MULTI-CELL RADIO RESOURCE ASSIGNMENT
System Considerations
We consider a cellular system in which multiple cells are
assigned a common central node that is responsible for the
coordination of the radio resource allocation in each of the
connected cells. The set of cells that are under the coordination
of the same central entity is called a coordination cluster. There
can be multiple number of transmission and reception antennas
at the different cell sites, connected to the central node via high
capacity transport links. Such a network layout is presented in
Figure 1, where three cells are connected to the central entity
Central Scheduling
The main idea behind the central scheduler is to control
the interference caused and suffered by UEs scheduled on
the same resource in different cells by properly selecting the
UEs that can be scheduled concurrently.
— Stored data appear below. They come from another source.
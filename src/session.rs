//! Session State
//!
//! The set of relations currently materialized in the engine plus the active
//! selection. The list is only ever replaced wholesale from the engine's own
//! catalog (`refresh`); nothing mutates it incrementally, which is what keeps
//! it from drifting under out-of-order completions.

use crate::engine::{EngineAdapter, RelationInfo, RelationKind};
use crate::error::Result;
use tracing::debug;

#[derive(Debug, Default)]
pub struct SessionState {
    relations: Vec<RelationInfo>,
    active: Option<String>,
}

impl SessionState {
    pub fn new() -> Self {
        Self::default()
    }

    /// Re-derive the relation list from the engine catalog. On failure the
    /// previous list is retained; the error propagates.
    pub async fn refresh(&mut self, engine: &dyn EngineAdapter) -> Result<()> {
        let listed = engine.list_relations().await?;
        debug!("session refresh: {} relations", listed.len());
        self.relations = listed;
        Ok(())
    }

    pub fn relations(&self) -> &[RelationInfo] {
        &self.relations
    }

    pub fn contains(&self, name: &str) -> bool {
        self.relations.iter().any(|r| r.name == name)
    }

    pub fn kind_of(&self, name: &str) -> Option<RelationKind> {
        self.relations.iter().find(|r| r.name == name).map(|r| r.kind)
    }

    /// Select the relation the rest of the UI operates on. Names not present
    /// in the current list are allowed (pending until a later refresh);
    /// operations that need an existing relation re-validate via `contains`.
    pub fn set_active(&mut self, name: impl Into<String>) {
        self.active = Some(name.into());
    }

    pub fn clear_active(&mut self) {
        self.active = None;
    }

    pub fn active(&self) -> Option<&str> {
        self.active.as_deref()
    }
}
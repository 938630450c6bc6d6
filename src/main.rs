use anyhow::Result;
use clap::{Parser, Subcommand};
use px_workbench::engine::PolarsEngine;
use px_workbench::ingest::HttpFetcher;
use px_workbench::{QueryResult, Workbench};
use std::sync::Arc;
use tracing::info;

#[derive(Parser)]
#[command(name = "px-workbench")]
#[command(about = "Workbench for exploring PxStat datasets in an embedded analytical engine")]
struct Cli {
    #[command(subcommand)]
    command: Command,
}

#[derive(Subcommand)]
enum Command {
    /// Load a dataset by matrix code and show its schema
    Load {
        /// Dataset matrix code, e.g. PEA01
        code: String,
    },
    /// Load one or more datasets, then run ad-hoc SQL against them
    Sql {
        /// Dataset matrix codes to load first
        #[arg(short, long)]
        load: Vec<String>,
        /// The query to run
        query: String,
        /// Write the result as CSV to this templated file name
        #[arg(long)]
        export: bool,
    },
    /// Show per-column value frequencies for a loaded dataset
    Values {
        code: String,
        column: String,
    },
    /// Propose a join key and check key overlap between two datasets
    Join {
        left_code: String,
        right_code: String,
    },
    /// Search the remote dataset catalog
    Catalog {
        /// Optional substring filter over code and title
        query: Option<String>,
    },
}

#[tokio::main]
async fn main() -> Result<()> {
    tracing_subscriber::fmt::init();
    let cli = Cli::parse();

    let workbench = Workbench::new(Arc::new(PolarsEngine::new()), Arc::new(HttpFetcher::new()));

    match cli.command {
        Command::Load { code } => {
            let Some(relation) = workbench.load_dataset(&code).await? else {
                println!("Nothing to load.");
                return Ok(());
            };
            println!("Loaded {relation}");
            for col in workbench.describe(&relation).await? {
                let marker = if col.is_continuous { " (continuous)" } else { "" };
                println!("  {} [{}]{}", col.name, col.declared_type, marker);
            }
        }
        Command::Sql { load, query, export } => {
            for code in &load {
                workbench.load_dataset(code).await?;
            }
            let result = workbench.run_sql(&query).await?;
            print_result(&result);
            if export {
                let (file_name, body) = workbench.export_result(&result).await?;
                std::fs::write(&file_name, body)?;
                info!("exported {}", file_name);
            }
        }
        Command::Values { code, column } => {
            let Some(relation) = workbench.load_dataset(&code).await? else {
                println!("Nothing to load.");
                return Ok(());
            };
            for entry in workbench.drill_down(&relation, &column).await? {
                let shown = match &entry.value {
                    serde_json::Value::Null => "NULL".to_string(),
                    serde_json::Value::String(s) => s.clone(),
                    other => other.to_string(),
                };
                println!("{:>8}  {}", entry.count, shown);
            }
        }
        Command::Join {
            left_code,
            right_code,
        } => {
            let left = workbench
                .load_dataset(&left_code)
                .await?
                .ok_or_else(|| anyhow::anyhow!("empty left code"))?;
            let right = workbench
                .load_dataset(&right_code)
                .await?
                .ok_or_else(|| anyhow::anyhow!("empty right code"))?;
            let proposal = workbench.propose_join(&left, &right).await?;
            match &proposal.chosen_key {
                Some(key) => {
                    println!("Shared columns: {}", proposal.candidate_keys.join(", "));
                    println!("Suggested key: {key}");
                    let report = workbench.check_overlap(&left, &right).await?;
                    println!(
                        "{} has {} distinct values, {} has {}; {} match ({:.1}% of {})",
                        left,
                        report.distinct_left,
                        right,
                        report.distinct_right,
                        report.matching_keys,
                        report.match_percent,
                        left,
                    );
                }
                None => println!("No matching column names found; pick the keys manually."),
            }
            println!("\n{}", proposal.template());
        }
        Command::Catalog { query } => {
            let count = workbench.load_catalog().await?;
            info!("catalog holds {} datasets", count);
            let hits = workbench
                .search_catalog(query.as_deref().unwrap_or(""))
                .await;
            for (sector, entries) in px_workbench::catalog::sectioned(&hits) {
                println!("{sector}");
                for entry in entries {
                    println!("  {:<10} {}", entry.id, entry.title);
                }
            }
        }
    }
    Ok(())
}

fn print_result(result: &QueryResult) {
    println!("{}", result.columns.join(" | "));
    for row in &result.rows {
        let cells: Vec<String> = row
            .iter()
            .map(|v| match v {
                serde_json::Value::Null => String::new(),
                serde_json::Value::String(s) => s.clone(),
                other => other.to_string(),
            })
            .collect();
        println!("{}", cells.join(" | "));
    }
    println!("({} rows)", result.row_count);
}
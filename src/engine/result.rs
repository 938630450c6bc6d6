//! Query Result - row-oriented result format handed to the UI-facing caller.

use crate::error::{Result, WorkbenchError};
use polars::prelude::*;
use serde::{Deserialize, Serialize};

/// Materialized query result: column names plus JSON-typed rows.
#[derive(Debug, Clone, Serialize, Deserialize)]
pub struct QueryResult {
    pub columns: Vec<String>,
    pub rows: Vec<Vec<serde_json::Value>>,
    pub row_count: usize,
}

impl QueryResult {
    pub fn from_dataframe(df: &DataFrame) -> Result<Self> {
        let columns: Vec<String> = df
            .get_column_names()
            .iter()
            .map(|s| s.to_string())
            .collect();
        let series = df.get_columns();
        let mut rows = Vec::with_capacity(df.height());
        for i in 0..df.height() {
            let mut row = Vec::with_capacity(series.len());
            for s in series {
                let av = s.get(i).map_err(|e| WorkbenchError::Engine(e.to_string()))?;
                row.push(any_value_to_json(av));
            }
            rows.push(row);
        }
        Ok(Self {
            row_count: rows.len(),
            columns,
            rows,
        })
    }

    pub fn column_index(&self, name: &str) -> Option<usize> {
        self.columns.iter().position(|c| c == name)
    }

    /// Pull an unsigned count out of a cell, by column name. Engines report
    /// aggregate counts with varying integer widths, so anything numeric and
    /// non-negative is accepted.
    pub fn u64_at(&self, row: usize, column: &str) -> Result<u64> {
        let idx = self.column_index(column).ok_or_else(|| {
            WorkbenchError::Engine(format!("result has no column '{}'", column))
        })?;
        let cell = self
            .rows
            .get(row)
            .and_then(|r| r.get(idx))
            .ok_or_else(|| WorkbenchError::Engine(format!("result has no row {}", row)))?;
        json_to_u64(cell).ok_or_else(|| {
            WorkbenchError::Engine(format!(
                "column '{}' holds a non-count value: {}",
                column, cell
            ))
        })
    }
}

fn json_to_u64(value: &serde_json::Value) -> Option<u64> {
    match value {
        serde_json::Value::Number(n) => n.as_u64().or_else(|| {
            // Engines occasionally surface counts as floats.
            n.as_f64()
                .filter(|f| *f >= 0.0 && f.fract() == 0.0)
                .map(|f| f as u64)
        }),
        _ => None,
    }
}

/// Convert one engine cell to JSON. Temporal and other exotic types fall back
/// to their display form.
pub fn any_value_to_json(av: AnyValue) -> serde_json::Value {
    use serde_json::Value;
    match av {
        AnyValue::Null => Value::Null,
        AnyValue::Boolean(b) => Value::Bool(b),
        AnyValue::String(s) => Value::String(s.to_string()),
        AnyValue::StringOwned(s) => Value::String(s.to_string()),
        AnyValue::Int8(v) => Value::from(v),
        AnyValue::Int16(v) => Value::from(v),
        AnyValue::Int32(v) => Value::from(v),
        AnyValue::Int64(v) => Value::from(v),
        AnyValue::UInt8(v) => Value::from(v),
        AnyValue::UInt16(v) => Value::from(v),
        AnyValue::UInt32(v) => Value::from(v),
        AnyValue::UInt64(v) => Value::from(v),
        AnyValue::Float32(v) => serde_json::Number::from_f64(v as f64)
            .map(Value::Number)
            .unwrap_or(Value::Null),
        AnyValue::Float64(v) => serde_json::Number::from_f64(v)
            .map(Value::Number)
            .unwrap_or(Value::Null),
        other => Value::String(other.to_string()),
    }
}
Utilizing the channel
information available in the central node for all UEs and
antenna site pairs, the scheduler can estimate the interference
that would be caused to neighbor sites if a given UE were
scheduled. Then, it is possible to recalculate the optimal
transmit power setting corresponding to the new source of
interference and obtain the achievable SINR, after which the
link adaptation (LA) can choose a corresponding modulation
and coding scheme (MCS), which gives the number of bits that
can be transferred on the given connection. Obviously, adding
a new concurrent UE transmission to an existing schedule
decreases the amount of bits that can be carried by the already
scheduled connections but it increases the number of parallel
transmissions, which is a tradeoff that needs to be evaluated
by the scheduler.
SIMULATION RESULTS
Simulation Environment
For our simulations we use a system level simulator [13],
which implements detailed channel propagation models as
well as higher layer link protocols and functions, such as
HARQ, ARQ, link adaptation and scheduling. Network layer
protocols such as TCP/IP are also implemented. The channel
propagation models are according to the ones defined
in [11], from which we use the typical urban channel for
our simulations. This simulator also supports all the features
of the investigated multi-cell coordinated system, including
central scheduler, multi-cell power control algorithm and link
adaptation.
Numerical Results
We summarize the simulation parameters in Table I. The
configuration that we investigate comprises one coordination
cluster with 7 antenna sites, in which the users are distributed
uniformly. In the simulations we compare four scenarios. The
Single cell - open loop PC scenario is used as a reference
case, in which each antenna site has its own scheduler without
any multi-cell channel knowledge. In this solution there is
neither CSI nor scheduling information from neighbor cells
available, and therefore it is not possible to accurately estimate
the interference that would hit a scheduled transmission. The
interference needs to be estimated using a moving average
filtering of the interference measured in past transmission time
intervals (TTIs). Then the power control algorithm adjusts
the transmission power based on the estimated interference
and on the large scale path gain of the channel (i.e., without
considering multipath effects), which scheme is here referred
to as open loop power control.
CONCLUSIONS
In our analysis we have shown that multi-cell coordinated
RRM functions can provide considerable performance benefits
without imposing strong requirements on the backhaul
infrastructure. The combined multi-cell power control, link
adaptation and scheduling algorithms, proposed in this paper
require only the exchange of channel state information as
additional signaling data on the backhaul links, while user
plane data needs to be transferred only from one site at a
time, meaning that parallel data transfer with more significant
transport network implications can be avoided. Moreover,
coordinated fast RRM schemes have demonstrated low sensitivity
to backhaul delays during the simulations.